A person walks through heavy snow in downtown Rochester, Minn., on Dec. 1, 2018. (Andrew Link/The Rochester Post-Bulletin via AP)

Winter seemed to start earlier than normal this year, and from the Mountain West to the Mid-Atlantic, Americans have already faced multiple snow and ice threats.

Social media has become the dominant platform for tracking winter storms but, to put it gently, all of the information flowing through the torrent of online streams isn’t always credible.

To help you navigate what’s reliable, trustworthy information, here are seven things you should know:

1) Be skeptical of storm threats advertised more than a week out

On social media, some forecasters take pride in being the first to talk up the possibility of a snowstorm at long ranges, sometimes even 10 days to two weeks into the future.

The limit of how far out we can reasonably predict weather systems is around seven to nine days. Occasionally, we can identify patterns favorable for snow up to two weeks or so in advance, but it’s rare.

While there can be value in communicating the possibility of an upcoming stormy period in very broad strokes one to two weeks ahead of time, it’s also true that many long-range threats fail to materialize.

Anytime you hear about a winter storm threat more than a week into the future, treat it with a healthy dose of skepticism.

2) Ignore the noise. There is such a thing as too much information

Social media feeds that post every run of every model aren’t doing their audience a great service. Models are very jumpy more than a few days into the future, sometimes alternating from one extreme solution to the next. A slow and steady approach to sharing model information, focused on the tendency of forecasts and what models agree and disagree on, is better.

3) Reliable snow amount forecasts generally cannot be made more than two or three days into the future

Sometimes we’ll have a good idea a storm is coming a week ahead of time, but snow amounts are very hard to predict, even within 24 to 48 hours of a storm. They can vary by large amounts over small distances and two to three degrees can be the difference between a lot of snow and bare ground. A small change in the storm’s track can also greatly alter amounts.

The maps generated by computer models simply do not offer a reasonably accurate snowfall forecast more than a few days into the future in most cases. If someone posts one of these maps, the farther into the future it is, the more skeptically you should view it. If it’s a map for a storm more than three days into the future, don’t bother sharing it.

These maps offer little of value and are frequently misleading. Weather providers can communicate the risk of possible storminess several days into the future without resorting to these clickbait maps.

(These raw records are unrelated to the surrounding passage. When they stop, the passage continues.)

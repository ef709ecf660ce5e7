//! Configuration loading and client factory.

use std::path::{Path, PathBuf};

use anyhow::{Context, Result};
use serde::{Deserialize, Serialize};

use studyloop_core::handoff::FileHandoffStore;
use studyloop_core::validation::RecordPolicy;

use crate::http::ServiceClient;

/// Connection settings for the studyloop backend.
///
/// Note: Custom Debug impl masks the API key to prevent accidental exposure in logs.
#[derive(Clone, Serialize, Deserialize)]
pub struct ServiceConfig {
    /// Base URL shared by the grading, generation, and analytics endpoints.
    #[serde(default = "default_base_url")]
    pub base_url: String,
    /// Request timeout in seconds.
    #[serde(default = "default_timeout_secs")]
    pub timeout_secs: u64,
    /// Optional bearer token.
    #[serde(default)]
    pub api_key: Option<String>,
}

impl std::fmt::Debug for ServiceConfig {
    fn fmt(&self, f: &mut std::fmt::Formatter<'_>) -> std::fmt::Result {
        f.debug_struct("ServiceConfig")
            .field("base_url", &self.base_url)
            .field("timeout_secs", &self.timeout_secs)
            .field("api_key", &self.api_key.as_ref().map(|_| "***"))
            .finish()
    }
}

impl Default for ServiceConfig {
    fn default() -> Self {
        Self {
            base_url: default_base_url(),
            timeout_secs: default_timeout_secs(),
            api_key: None,
        }
    }
}

/// Where the handoff slot lives on disk.
#[derive(Debug, Clone, Serialize, Deserialize)]
pub struct HandoffConfig {
    #[serde(default = "default_handoff_path")]
    pub path: PathBuf,
}

impl Default for HandoffConfig {
    fn default() -> Self {
        Self {
            path: default_handoff_path(),
        }
    }
}

fn default_base_url() -> String {
    "http://localhost:5000".to_string()
}
fn default_timeout_secs() -> u64 {
    120
}
fn default_handoff_path() -> PathBuf {
    PathBuf::from("./.studyloop/handoff.json")
}

/// Top-level studyloop configuration.
#[derive(Debug, Clone, Default, Serialize, Deserialize)]
pub struct StudyloopConfig {
    /// Default user for history queries.
    #[serde(default)]
    pub username: Option<String>,
    /// Whether upstream records are validated.
    #[serde(default)]
    pub record_policy: RecordPolicy,
    #[serde(default)]
    pub service: ServiceConfig,
    #[serde(default)]
    pub handoff: HandoffConfig,
}

impl StudyloopConfig {
    /// Build the HTTP client for all three services.
    pub fn client(&self) -> Result<ServiceClient> {
        ServiceClient::new(&self.service, self.record_policy)
    }

    /// Open the configured file-backed handoff slot.
    pub fn handoff_store(&self) -> FileHandoffStore {
        FileHandoffStore::new(&self.handoff.path)
    }
}

/// Resolve environment variable references like `${VAR_NAME}` in a string.
fn resolve_env_vars(s: &str) -> String {
    let mut result = s.to_string();
    while let Some(start) = result.find("${") {
        let Some(end) = result[start..].find('}') else {
            break;
        };
        let var_name = &result[start + 2..start + end];
        let value = std::env::var(var_name).unwrap_or_default();
        result = format!("{}{}{}", &result[..start], value, &result[start + end + 1..]);
    }
    result
}

/// Load configuration from well-known paths.
///
/// Search order:
/// 1. `studyloop.toml` in the current directory
/// 2. `~/.config/studyloop/config.toml`
///
/// Environment variable overrides: `STUDYLOOP_BASE_URL`, `STUDYLOOP_USER`.
pub fn load_config() -> Result<StudyloopConfig> {
    load_config_from(None)
}

/// Load config from an explicit path, or search the default locations.
pub fn load_config_from(path: Option<&Path>) -> Result<StudyloopConfig> {
    let config_path = match path {
        Some(p) if p.exists() => Some(p.to_path_buf()),
        Some(p) => anyhow::bail!("config file not found: {}", p.display()),
        None => {
            let local = PathBuf::from("studyloop.toml");
            if local.exists() {
                Some(local)
            } else {
                dirs_path()
                    .map(|home| home.join("config.toml"))
                    .filter(|global| global.exists())
            }
        }
    };

    let mut config = match config_path {
        Some(path) => {
            let content = std::fs::read_to_string(&path)
                .with_context(|| format!("failed to read config: {}", path.display()))?;
            toml::from_str::<StudyloopConfig>(&content)
                .with_context(|| format!("failed to parse config: {}", path.display()))?
        }
        None => StudyloopConfig::default(),
    };

    if let Ok(url) = std::env::var("STUDYLOOP_BASE_URL") {
        config.service.base_url = url;
    }
    if let Ok(user) = std::env::var("STUDYLOOP_USER") {
        config.username = Some(user);
    }

    config.service.base_url = resolve_env_vars(&config.service.base_url);
    config.service.api_key = config.service.api_key.as_deref().map(resolve_env_vars);
    config.username = config.username.as_deref().map(resolve_env_vars);

    Ok(config)
}

fn dirs_path() -> Option<PathBuf> {
    std::env::var("HOME")
        .ok()
        .map(|h| PathBuf::from(h).join(".config").join("studyloop"))
}
//! Error types shared across studyloop crates.
//!
//! Defined in `studyloop-core` so the orchestrator can tell a failed
//! generation request apart from a failed handoff write without string
//! matching.

use std::path::PathBuf;

use thiserror::Error;

/// Failure of a request to the question-generation service.
#[derive(Debug, Error)]
pub enum GenerationError {
    /// The service answered with a non-success status.
    #[error("generation service error (HTTP {status}): {message}")]
    Service { status: u16, message: String },

    /// The request timed out.
    #[error("generation request timed out after {0}s")]
    Timeout(u64),

    /// The request never reached the service, or the connection dropped.
    #[error("network error: {0}")]
    Network(String),

    /// The service answered 2xx but the body was not a quiz.
    #[error("invalid generation response: {0}")]
    InvalidResponse(String),
}

impl GenerationError {
    /// Returns `true` if the service was never reached or never answered.
    pub fn is_transport(&self) -> bool {
        matches!(self, GenerationError::Timeout(_) | GenerationError::Network(_))
    }
}

/// Failure of a read-only collaborator (grading or analytics service).
#[derive(Debug, Error)]
pub enum ServiceError {
    #[error("service error (HTTP {status}): {message}")]
    Api { status: u16, message: String },

    #[error("request timed out after {0}s")]
    Timeout(u64),

    #[error("network error: {0}")]
    Network(String),

    #[error("failed to decode response: {0}")]
    Decode(String),

    /// A record violated an invariant while `RecordPolicy::Reject` was active.
    #[error(transparent)]
    Malformed(#[from] MalformedRecordError),
}

/// Failure to read or write the handoff slot.
#[derive(Debug, Error)]
pub enum HandoffError {
    #[error("handoff slot I/O error at {path}: {source}")]
    Io {
        path: PathBuf,
        #[source]
        source: std::io::Error,
    },

    #[error("handoff slot contents are corrupt: {0}")]
    Corrupt(#[source] serde_json::Error),

    #[error("could not encode the handoff entry: {0}")]
    Encode(#[source] serde_json::Error),
}

/// Failure of one adaptive retest invocation.
#[derive(Debug, Error)]
pub enum RetestError {
    /// The new quiz could not be generated. The handoff slot is untouched.
    #[error("could not generate the retest: {0}")]
    Generation(#[from] GenerationError),

    /// The quiz was generated but could not be published.
    #[error("could not publish the retest: {0}")]
    Handoff(#[from] HandoffError),
}

/// An upstream record that breaks a documented invariant.
#[derive(Debug, Clone, PartialEq, Error)]
pub enum MalformedRecordError {
    #[error("score {score} of result {row} is outside [0, 100]")]
    ScoreOutOfRange { row: usize, score: f64 },

    #[error("practice question {question:?} in concept {concept:?} answers {answer:?}, which is not an option")]
    AnswerNotAnOption {
        concept: String,
        question: String,
        answer: String,
    },
}

#[cfg(test)]
mod tests {
    use super::*;

    #[test]
    fn transport_classification() {
        assert!(GenerationError::Timeout(30).is_transport());
        assert!(GenerationError::Network("refused".into()).is_transport());
        assert!(!GenerationError::Service {
            status: 500,
            message: "boom".into()
        }
        .is_transport());
    }

    #[test]
    fn retest_error_wraps_generation_error() {
        let err: RetestError = GenerationError::Service {
            status: 503,
            message: "unavailable".into(),
        }
        .into();
        assert!(matches!(err, RetestError::Generation(_)));
        assert!(err.to_string().contains("503"));
    }
}
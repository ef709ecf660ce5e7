//! Collaborator traits for the remote services studyloop talks to.
//!
//! These async traits are implemented over HTTP by `studyloop-client`, and
//! by in-memory mocks in tests.

use async_trait::async_trait;
use serde::{Deserialize, Serialize};

use crate::error::{GenerationError, ServiceError};
use crate::model::{AttemptSubmission, ConceptAnalysis, QuizPayload, TestResult};

// ---------------------------------------------------------------------------
// Question generation
// ---------------------------------------------------------------------------

/// Request for a quiz scoped to a set of weak concepts.
#[derive(Debug, Clone, PartialEq, Serialize, Deserialize)]
pub struct RetestRequest {
    pub topic: String,
    pub weak_concepts: Vec<String>,
}

/// Service that generates quiz content.
#[async_trait]
pub trait QuestionGenerator: Send + Sync {
    /// Generate a quiz focused on `request.weak_concepts`.
    async fn generate_retest(&self, request: &RetestRequest)
        -> Result<QuizPayload, GenerationError>;

    /// Generate a fresh quiz for a whole topic.
    async fn generate_fresh(&self, topic: &str) -> Result<QuizPayload, GenerationError>;
}

// ---------------------------------------------------------------------------
// Grading and history
// ---------------------------------------------------------------------------

/// Service that grades an attempt and explains the concepts it missed.
#[async_trait]
pub trait GradingService: Send + Sync {
    async fn submit(
        &self,
        submission: &AttemptSubmission,
    ) -> Result<Vec<ConceptAnalysis>, ServiceError>;
}

/// Service that returns a user's stored test history.
#[async_trait]
pub trait HistorySource: Send + Sync {
    /// All results for `username`. No history is an empty list, not an error.
    async fn fetch_history(&self, username: &str) -> Result<Vec<TestResult>, ServiceError>;
}
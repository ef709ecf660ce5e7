//! The `studyloop init` command.

use anyhow::Result;

pub fn execute() -> Result<()> {
    if std::path::Path::new("studyloop.toml").exists() {
        println!("studyloop.toml already exists, skipping.");
    } else {
        std::fs::write("studyloop.toml", SAMPLE_CONFIG)?;
        println!("Created studyloop.toml");
    }

    println!("\nNext steps:");
    println!("  1. Set `username` and `[service] base_url` in studyloop.toml");
    println!("  2. Run: studyloop analytics");
    println!("  3. Run: studyloop submit --attempt attempt.json");
    println!("  4. Run: studyloop remediate --analysis analysis.json --retest");

    Ok(())
}

const SAMPLE_CONFIG: &str = r#"# studyloop configuration

username = "${USER}"

# "trust" passes upstream records through; "reject" refuses scores outside
# [0, 100] and practice answers that are not one of their options.
record_policy = "trust"

[service]
base_url = "http://localhost:5000"
timeout_secs = 120
# api_key = "${STUDYLOOP_API_KEY}"

[handoff]
path = "./.studyloop/handoff.json"
"#;
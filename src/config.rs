use serde::{Deserialize, Serialize};

use crate::decoder::AddressLayout;
use crate::error::ConfigError;

/// Parameters of one direct-mapped cache and the memory behind it.
///
/// Immutable once built; every component of a run borrows it.
#[derive(Debug, Copy, Clone, PartialEq, Eq, Serialize, Deserialize)]
pub struct CacheConfig {
    /// Number of bits needed to address memory.
    pub memory_bits: u32,
    /// Cycles needed to access main memory.
    pub memory_cycles: u32,
    /// Total cache capacity in bytes (`S`).
    pub cache_size: u64,
    /// Cache line size in bytes (`L`).
    pub line_size: u64,
    /// Cycles needed to access the cache.
    pub cache_cycles: u32,
}

impl CacheConfig {
    pub fn from_json(json: &str) -> Result<Self, serde_json::Error> {
        serde_json::from_str(json)
    }

    pub fn lines(&self) -> u64 {
        self.cache_size / self.line_size.max(1)
    }

    /// Checks every precondition of the address decoder and returns the derived layout.
    pub fn validate(&self) -> Result<AddressLayout, ConfigError> {
        if self.memory_cycles == 0 {
            return Err(ConfigError::Zero {
                field: "memory_cycles",
            });
        }
        if self.cache_cycles == 0 {
            return Err(ConfigError::Zero {
                field: "cache_cycles",
            });
        }

        let layout = AddressLayout::new(self)?;
        self.warn_unusual();
        Ok(layout)
    }

    fn warn_unusual(&self) {
        if !(16..=40).contains(&self.memory_bits) {
            log::warn!(
                "memory_bits = {} is outside the usual range of 16-40",
                self.memory_bits
            );
        }
        if !(50..=200).contains(&self.memory_cycles) {
            log::warn!(
                "memory_cycles = {} is outside the usual range of 50-200",
                self.memory_cycles
            );
        }
        if !(1..=10).contains(&self.cache_cycles) {
            log::warn!(
                "cache_cycles = {} is outside the usual range of 1-10",
                self.cache_cycles
            );
        }
    }
}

3) Your mobile app snowfall forecast more than three days into the future is likely wrong

Many mobile apps try to spit out predicted snowfall amounts at times ranges into the future it’s just not possible to do so accurately, as just explained. Furthermore, they are mostly computer-generated (a few have manual override) so they lack human input and experience which is critical for snow forecasts.

Importantly, they do not communicate uncertainty in the storm track or take into account how deviations could increase or decrease snow amounts.

4) Human-drawn snowfall maps are generally better than computer model snowfall maps

Even once we’re within two or three days of a storm, snowfall maps prepared by hand will generally be superior to those created by a computer model.

Meteorologists who prepare their own snow maps correct for model biases and wrong assumptions (like an inch of rain always equates to 10 inches of snow) and blend the best models together. Plus, they impart their own local knowledge of how snow is most likely play out in the region they serve.

5) Seek information beyond snow amounts

Some forecasters place disproportionate attention on how much snow will fall but there is so much more to the impact of a winter storm than its snow amount. For most storms, there is little difference between five inches and eight inches in terms of how it affects you.

Follow social media feeds that also provide information about the storm timing, when precipitation will be heaviest, what temperatures will be like, when and where frozen precipitation will stick to pavement, and so forth.

6) Disregard social media amounts you don’t recognize

If you’ve never heard of a source sending out a weather message that seems extreme or questionable, disregard it and/or check information sources you trust for a second opinion before sharing. Signs that the source may not be a credible source of information include:

  • It’s full of spelling/grammatical errors;
  • Updates are infrequent, erratic;
  • It includes hyperbolic or sensational language as well as requests to “please share”;
  • No one else you know is following it.

7) Read this fantastic list “10 Things Everyone Should Know About Winter Weather Forecasts” from Rick Smith, warning coordination meteorologist, at the National Weather Service forecast office in Norman, Okla.